Résumé
La civilisation Sao qui s’étend du IVe siècle avant Jésus-Christ au XVI e voire XVIIe siècle de notre ère atteste que le Tchad est peuplé des millénaires durant. Avant la découverte de Toumaï, on entend souvent dire que les ancêtres des Tchadiens sont les Sao et la légende veut qu’ils fussent des géants, d’une taille colossale et d’une force extraordinaire. Si effectivement un certain nombre de Tchadien descendait des Sao, les spécialistes des sciences sociales ont démontré que cette filiation est minime et ne saurait justifier l’origine de tout le peuple du Tchad surtout celui qui essaime la partie méridionale du pays. La haute vallée du fleuve Logone en général et son versant gauche en particulier a bénéficié de cette présence humaine comme les autres régions situées au Sud du Tchad.
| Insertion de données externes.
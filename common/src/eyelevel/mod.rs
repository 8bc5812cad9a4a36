pub mod types;

use std::time::Duration;

use base64::{engine::general_purpose::STANDARD as BASE64, Engine as _};
use bytes::Bytes;
use serde::de::DeserializeOwned;
use serde_json::json;
use thiserror::Error;
use tracing::debug;

pub use types::{IngestionReport, JobStatus};

use types::{BucketEnvelope, IngestEnvelope, SearchEnvelope, StatusEnvelope};

#[derive(Error, Debug)]
pub enum EyeLevelError {
    #[error("EyeLevel transport error: {0}")]
    Transport(#[from] reqwest::Error),
    #[error("EyeLevel API error ({status}): {message}")]
    Api { status: u16, message: String },
}

/// Client for the EyeLevel document ingestion and search API.
///
/// Documents live in buckets; ingestion is asynchronous and observed through
/// process status checks. Search returns the relevant document text for a
/// query, already assembled by the service.
pub struct EyeLevelClient {
    http: reqwest::Client,
    base_url: String,
    api_key: String,
}

impl EyeLevelClient {
    pub fn new(base_url: &str, api_key: &str) -> Result<Self, EyeLevelError> {
        // Use a client with timeouts and reuse
        let http = reqwest::ClientBuilder::new()
            .timeout(Duration::from_secs(30))
            .build()?;

        Ok(Self {
            http,
            base_url: base_url.trim_end_matches('/').to_owned(),
            api_key: api_key.to_owned(),
        })
    }

    /// Creates a storage bucket and returns its id.
    pub async fn create_bucket(&self, name: &str) -> Result<String, EyeLevelError> {
        let url = format!("{}/buckets", self.base_url);
        let body: BucketEnvelope = self.post(&url, &json!({ "name": name })).await?;

        debug!("Created EyeLevel bucket {}", body.bucket.bucket_id);
        Ok(body.bucket.bucket_id)
    }

    /// Submits a PDF for ingestion into the given bucket and returns the
    /// process id used to track it.
    pub async fn ingest_document(
        &self,
        bucket_id: &str,
        file_name: &str,
        content: Bytes,
    ) -> Result<String, EyeLevelError> {
        let url = format!("{}/ingest/documents", self.base_url);
        let payload = json!({
            "bucketId": bucket_id,
            "fileName": file_name,
            "fileType": "pdf",
            "content": BASE64.encode(&content),
        });
        let body: IngestEnvelope = self.post(&url, &payload).await?;

        debug!(
            "Submitted '{}' to bucket {} as process {}",
            file_name, bucket_id, body.ingest.process_id
        );
        Ok(body.ingest.process_id)
    }

    /// One status check for an ingestion process.
    pub async fn ingestion_status(&self, process_id: &str) -> Result<IngestionReport, EyeLevelError> {
        let url = format!("{}/ingest/{}", self.base_url, process_id);
        let body: StatusEnvelope = self.get(&url).await?;

        Ok(IngestionReport {
            status: JobStatus::from(body.ingest.status),
            document_id: body.ingest.on_complete.and_then(|details| details.document_id),
        })
    }

    /// Retrieves the document text relevant to a query. An empty string means
    /// the service found nothing.
    pub async fn search_content(&self, bucket_id: &str, query: &str) -> Result<String, EyeLevelError> {
        let url = format!("{}/search/{}", self.base_url, bucket_id);
        let body: SearchEnvelope = self.post(&url, &json!({ "query": query })).await?;

        Ok(body.search.text.unwrap_or_default())
    }

    async fn post<T: DeserializeOwned>(
        &self,
        url: &str,
        body: &serde_json::Value,
    ) -> Result<T, EyeLevelError> {
        let response = self
            .http
            .post(url)
            .header("X-API-Key", &self.api_key)
            .json(body)
            .send()
            .await?;

        Self::decode(response).await
    }

    async fn get<T: DeserializeOwned>(&self, url: &str) -> Result<T, EyeLevelError> {
        let response = self
            .http
            .get(url)
            .header("X-API-Key", &self.api_key)
            .send()
            .await?;

        Self::decode(response).await
    }

    async fn decode<T: DeserializeOwned>(response: reqwest::Response) -> Result<T, EyeLevelError> {
        let status = response.status();
        if !status.is_success() {
            let message = response.text().await.unwrap_or_default();
            return Err(EyeLevelError::Api {
                status: status.as_u16(),
                message,
            });
        }

        Ok(response.json::<T>().await?)
    }
}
Les ancêtres qui ont peuplé la zone d’étude sont appelés les Laka avant la pénétration coloniale. Ceux-ci seraient devenus au fil des temps l’ethnie Ngambaye. L’auteur présente les résultats préliminaires de la recherche qu’il a entreprise dans cette partie du territoire national, en ce qui concerne son peuplement ancien et l’origine des hommes qui ont occupés cet espace. Ce travail relance le débat sur l’origine ancienne des peuples dits Ngambaye, qui habitent actuellement la zone d’étude. Il s’agit de questionner l’intelligibilité du peuplement ancien des régions tchadiennes comme celle qui l’objet de la présente recherche enfin d’établir un équilibre au niveau de la recherche scientifique entre les différentes régions qui constituent la cuvette tchadienne.
Mots clés : Ancêtre, implantation humaine, Laka, Logone, Ngambaye, vallée, versant.